//! # mfjson-core
//!
//! Deterministic JSON codec for small runtimes without serde derive or
//! reflection.
//!
//! Parsing produces a [`Value`] tree. Serializing works on anything that
//! implements [`Serializable`]; structs describe their members once through a
//! [`Registry`] of [`TypeDescriptor`]s, and the writer emits them in that
//! order every time.
//!
//! ## Quick start
//!
//! ```rust
//! use mfjson_core::{getter, parse, serialize, MemberKind, Registry, TypeDescriptor};
//!
//! struct Person {
//!     first_name: String,
//!     last_name: String,
//! }
//! mfjson_core::impl_record!(Person);
//!
//! let registry = Registry::new()
//!     .with::<Person>(
//!         TypeDescriptor::new("Person")
//!             .member("FirstName", MemberKind::Primitive, getter!(Person, |p| &p.first_name))
//!             .member("LastName", MemberKind::Primitive, getter!(Person, |p| &p.last_name)),
//!     )
//!     .unwrap();
//!
//! let ada = Person { first_name: "Ada".into(), last_name: "Lovelace".into() };
//! let json = serialize(&ada, &registry).unwrap();
//! assert_eq!(json, r#"{"FirstName":"Ada","LastName":"Lovelace"}"#);
//!
//! let tree = parse(&json).unwrap();
//! assert_eq!(tree["LastName"].as_str(), Some("Lovelace"));
//! ```
//!
//! ## Modules
//!
//! - [`parser`] and [`lexer`]: JSON text to [`Value`]
//! - [`writer`]: [`Serializable`] values to JSON text
//! - [`shape`]: the [`Serializable`] trait and its impls for std types
//! - [`resolver`]: record member lists and the [`Registry`]
//! - [`datetime`]: ISO-8601 and Ajax date formats
//! - [`mapping`]: conversions to and from `serde_json` and serde types
//! - [`limits`]: depth and input-size limits
//! - [`error`]: error types

pub mod datetime;
pub mod error;
pub mod lexer;
pub mod limits;
pub mod mapping;
pub mod parser;
pub mod resolver;
pub mod shape;
pub mod value;
pub mod writer;

pub use datetime::{from_ajax, from_iso8601, to_ajax, to_iso8601, DateFormat};
pub use error::{
    AccessError, Error, FormatError, ParseError, ParseErrorKind, ResolveError, Result,
    SerializeError,
};
pub use limits::Limits;
pub use mapping::{from_value, to_value};
pub use parser::{parse, parse_with_limits};
pub use resolver::{
    downcast, Field, Getter, MemberDescriptor, MemberKind, Registry, ResolvedType,
    TypeDescriptor, TypeResolver,
};
pub use shape::{RecordRef, Serializable, Shape};
pub use value::Value;
pub use writer::{serialize, Writer};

**WHAT THE TASK ASKS**
All entries must be printed exactly, with nothing omitted.

**EXERCISE RESPONSE**
//! # mfjson-core
//!
//! Deterministic JSON codec for small runtimes without serde derive or
//! reflection.
//!
//! Parsing produces a [`Value`] tree. Serializing works on anything that
//! implements [`Serializable`]; structs describe their members once through a
//! [`Registry`] of [`TypeDescriptor`]s, and the writer emits them in that
//! order every time.
//!
//! ## Quick start
//!
//! ```rust
//! use mfjson_core::{getter, parse, serialize, MemberKind, Registry, TypeDescriptor};
//!
//! struct Person {
//!     first_name: String,
//!     last_name: String,
//! }
//! mfjson_core::impl_record!(Person);
//!
//! let registry = Registry::new()
//!     .with::<Person>(
//!         TypeDescriptor::new("Person")
//!             .member("FirstName", MemberKind::Primitive, getter!(Person, |p| &p.first_name))
//!             .member("LastName", MemberKind::Primitive, getter!(Person, |p| &p.last_name)),
//!     )
//!     .unwrap();
//!
//! let ada = Person { first_name: "Ada".into(), last_name: "Lovelace".into() };
//! let json = serialize(&ada, &registry).unwrap();
//! assert_eq!(json, r#"{"FirstName":"Ada","LastName":"Lovelace"}"#);
//!
//! let tree = parse(&json).unwrap();
//! assert_eq!(tree["LastName"].as_str(), Some("Lovelace"));
//! ```
//!
//! ## Modules
//!
//! - [`parser`] and [`lexer`]: JSON text to [`Value`]
//! - [`writer`]: [`Serializable`] values to JSON text
//! - [`shape`]: the [`Serializable`] trait and its impls for std types
//! - [`resolver`]: record member lists and the [`Registry`]
//! - [`datetime`]: ISO-8601 and Ajax date formats
//! - [`mapping`]: conversions to and from `serde_json` and serde types
//! - [`limits`]: depth and input-size limits
//! - [`error`]: error types

pub mod datetime;
pub mod error;
pub mod lexer;
pub mod limits;
pub mod mapping;
pub mod parser;
pub mod resolver;
pub mod shape;
pub mod value;
pub mod writer;

pub use datetime::{from_ajax, from_iso8601, to_ajax, to_iso8601, DateFormat};
pub use error::{
    AccessError, Error, FormatError, ParseError, ParseErrorKind, ResolveError, Result,
    SerializeError,
};
pub use limits::Limits;
pub use mapping::{from_value, to_value};
pub use parser::{parse, parse_with_limits};
pub use resolver::{
    downcast, Field, Getter, MemberDescriptor, MemberKind, Registry, ResolvedType,
    TypeDescriptor, TypeResolver,
};
pub use shape::{RecordRef, Serializable, Shape};
pub use value::Value;
pub use writer::{serialize, Writer};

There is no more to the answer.